30+ gals who feel the clock ticking

Hello.

I'm 34 --- I'm feeling the 'clock ticking' as they say.

I am starting to worry maybe I'll never have kids. My life doesn't seem to be headed that way at all.

Are any of you out there having serious brain cramps over this issue? I can't believe I'm admitting this but I woke up crying over it last month. This coming from a girl who said I didn't think I want kids.

Oh my....
 

Janice

Well-known member
th_hug.gif
 

rbella

Well-known member
I can relate, it is just too painful for me to talk about. Sorry. I hope you work things out!
 

Beauty Mark

Well-known member
I don't want kids and I'm not 30+, but I can tell you this. If you want a child but have no partner, adoption is still possible as a single parent. A teacher in my small town adopted an older kid (5 or 6, I think) and she was 100% single and around your age.
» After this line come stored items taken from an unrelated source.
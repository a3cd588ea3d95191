use std::collections::BTreeMap;
use std::sync::Arc;

use rand::rngs::SmallRng;
use rand::seq::IndexedRandom;
use rand::{Rng, SeedableRng};
use rand_distr::{Distribution, Normal};

use crate::config::OrderGenConfig;
use crate::error::{SimResult, SimulationError};
use crate::model::{ConfirmedOrder, Location, OrderId, Region, TickInterval};

/// Pure per-tick order source (§6): `generate_orders(tick)` hands back
/// whatever orders are due to appear at that tick. Negative ticks are
/// rejected at the boundary.
pub trait OrderGenerator {
    fn generate_orders(&mut self, tick: i64) -> SimResult<Vec<ConfirmedOrder>>;
}

/// Friday-evening order generator: draws each order's delivery-window
/// center from a truncated Normal (mean `0.5 * last_tick`, configurable
/// stddev, resampled by rejection until it lands in `[0, last_tick]`),
/// picks a uniformly random restaurant and neighborhood, a random subset of
/// the restaurant's menu, and a random weight up to `max_weight`. Every
/// order's arrival (creation) tick is itself sampled uniformly over
/// `[0, last_tick]` so the whole run's worth of orders is known up front
/// and handed out tick by tick — seeded, so two runs with the same seed and
/// region produce identical order streams (§8 P6).
pub struct FridayEveningGenerator {
    by_tick: BTreeMap<i64, Vec<ConfirmedOrder>>,
}

impl FridayEveningGenerator {
    pub fn new(region: &Region, config: &OrderGenConfig, last_tick: i64) -> Self {
        let mut rng = SmallRng::seed_from_u64(config.seed);
        let restaurants: Vec<(Location, Vec<String>)> = region
            .restaurants()
            .map(|n| (n.location, n.kind.menu().map(|m| m.to_vec()).unwrap_or_default()))
            .collect();
        let neighborhoods: Vec<Location> = region
            .nodes()
            .filter(|n| matches!(n.kind, crate::model::NodeKind::Neighborhood))
            .map(|n| n.location)
            .collect();

        let mut by_tick: BTreeMap<i64, Vec<ConfirmedOrder>> = BTreeMap::new();
        if restaurants.is_empty() || neighborhoods.is_empty() || last_tick < 0 {
            return Self { by_tick };
        }

        let mean = config.mean_fraction_of_last_tick * last_tick as f64;
        let normal = Normal::new(mean, config.stddev_ticks.max(1e-6)).expect("valid normal parameters");

        let mut next_id: OrderId = 1;
        for _ in 0..config.orders_per_run {
            let creation_tick = rng.random_range(0..=last_tick);

            let mut center;
            loop {
                center = normal.sample(&mut rng);
                if (0.0..=last_tick as f64).contains(&center) {
                    break;
                }
            }
            let center = center.round() as i64;
            let start = (center - config.window_half_width).max(creation_tick);
            let end = (start + 2 * config.window_half_width).max(start);

            let (restaurant, menu) = restaurants.choose(&mut rng).expect("non-empty restaurants");
            let target = *neighborhoods.choose(&mut rng).expect("non-empty neighborhoods");

            let item_count = if menu.is_empty() { 0 } else { rng.random_range(1..=menu.len().min(3)) };
            let items: Vec<String> = {
                let mut pool = menu.clone();
                let mut picked = Vec::with_capacity(item_count);
                for _ in 0..item_count {
                    if pool.is_empty() {
                        break;
                    }
                    let idx = rng.random_range(0..pool.len());
                    picked.push(pool.remove(idx));
                }
                picked
            };

            let weight = rng.random_range(1..=config.max_weight.max(1));

            let order = ConfirmedOrder::new(
                next_id,
                target,
                *restaurant,
                TickInterval::new(start, end),
                items,
                weight,
            );
            next_id += 1;
            by_tick.entry(creation_tick).or_default().push(order);
        }

        Self { by_tick }
    }
}

impl OrderGenerator for FridayEveningGenerator {
    fn generate_orders(&mut self, tick: i64) -> SimResult<Vec<ConfirmedOrder>> {
        if tick < 0 {
            return Err(SimulationError::NegativeTick(tick));
        }
        Ok(self.by_tick.remove(&tick).unwrap_or_default())
    }
}

/// An order source that never produces anything, for tests and scenarios
/// that drive the dispatcher by hand.
#[derive(Debug, Default)]
pub struct EmptyOrderGenerator;

impl OrderGenerator for EmptyOrderGenerator {
    fn generate_orders(&mut self, tick: i64) -> SimResult<Vec<ConfirmedOrder>> {
        if tick < 0 {
            return Err(SimulationError::NegativeTick(tick));
        }
        Ok(Vec::new())
    }
}

/// Convenience constructor building a [`FridayEveningGenerator`] behind the
/// `OrderGenerator` trait object, mirroring how `Simulation` wires one in.
pub fn friday_evening(region: &Arc<Region>, config: &OrderGenConfig, last_tick: i64) -> Box<dyn OrderGenerator> {
    Box::new(FridayEveningGenerator::new(region.as_ref(), config, last_tick))
}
While I don't understand the concept of the biological clock ticking, just remember you can live a totally worthwhile life without having kids.
 

lafemmenoir

Well-known member
I felt it at 24 but I hated turning 25 as I am the only single, with ZERO prospects and all my other female cousins already had kids and husbands by 24. I think I worry cos of the things I read about the chances of having children after 30 35 or 40 and on. We can't focus on that, it's too hard to just be happy with ourselves in life. Don't feel alone, I haven't a proper mate and I wonder if THAT will happen. I cannot fathom the child even happening. I know it doesn't help, but yes, I do understand. *cyber hug*
 

DirtyHarriet

Well-known member
gah!

I don't necessarily feel the 'clock' ticking for kids...but I would like to find someone to spend the rest of my life with...I really do want to be married and eventually have a family...but it's not going to happen with the recent string of men in my life...not the type you marry........
 
Quote:
Originally Posted by rbella
I can relate, it is just too painful for me to talk about. Sorry. I hope you work things out!

Rbella, thank you for your reply and I sure can understand that it feels too painful to talk about.
 
Quote:
Originally Posted by DirtyHarriet
gah!

I don't necessarily feel the 'clock' ticking for kids...but I would like to find someone to spend the rest of my life with...I really do want to be married and eventually have a family...but it's not going to happen with the recent string of men in my life...not the type you marry........


You like the bad boys, eh, DirtyHarriet?
 

*KT*

Well-known member
When I was in my early 20s, I was certain that one day, I'd want kids. Then as I got into my late 20s and I still had zero urge, I was ok with it because I don't feel like anything is missing from my life. I'm 31 now. I've been married over a year and have been with him for nearly 7 years. Fortunately he has no desire for children, because I still haven't changed my mind. While I still don't really want a child of my own, it sometimes makes me sad that I don't want one. It's like the part of my brain driven by hormones says "You're missing out!" and the part of my brain driven by reason says "But you don't even want a child!"

This hormonal struggle may be, in part, because I work for a company where there are 3 or more women pregnant at all times. I'm completely serious too... health care, 95% female, with around 200 employees. Just as one is nearing full term, someone else says "I'm pregnant!"

I agree with Beauty Mark. With a partner or without, there are plenty of beautiful souls out there who need care and love.
 

captodometer

Well-known member
I am also 34. Yes, the clock is definitely ticking and I can't wait for mine to strike midnight. I have never wanted a child, and will just be happy when my reproductive life span is over.

It sounds as if you started out the same as me, but changed your mind somewhere along the way. We're all allowed to change our minds, and I do hope that you get your desired outcome
yes.gif
And like others have mentioned, adoption is always an option.
 

Jot

Well-known member
I totally know what you mean. I'm 29 and had a crazy ticking clock, however i've just split up with my husband so from having it in my graps it is now very much in the distant future.
I'm ok with the ticking but i do wonder what the impact of being newly single will mean to me having kids which is something i do really want.
You're not alone. Big hugs and do remember you never know what is round the corner
 

SkylarV217

Well-known member
Things are changing with the female reproductive systems .... some womens time simply is not "up" until later in life these days. With modern medicine as well as the amout of care we are able to take care of ourselves paired with less work .... ie we don't have to plow the fields and bring the crops in and do all of the things they did 100 years ago. The female body has begun to adapt and the typical child bearing days are longer.

If you truly want a child now, you can always look into Adoption or artificial incimination (SP?). If you are waiting for a special man to share your family with I truly hope it works out for you soon.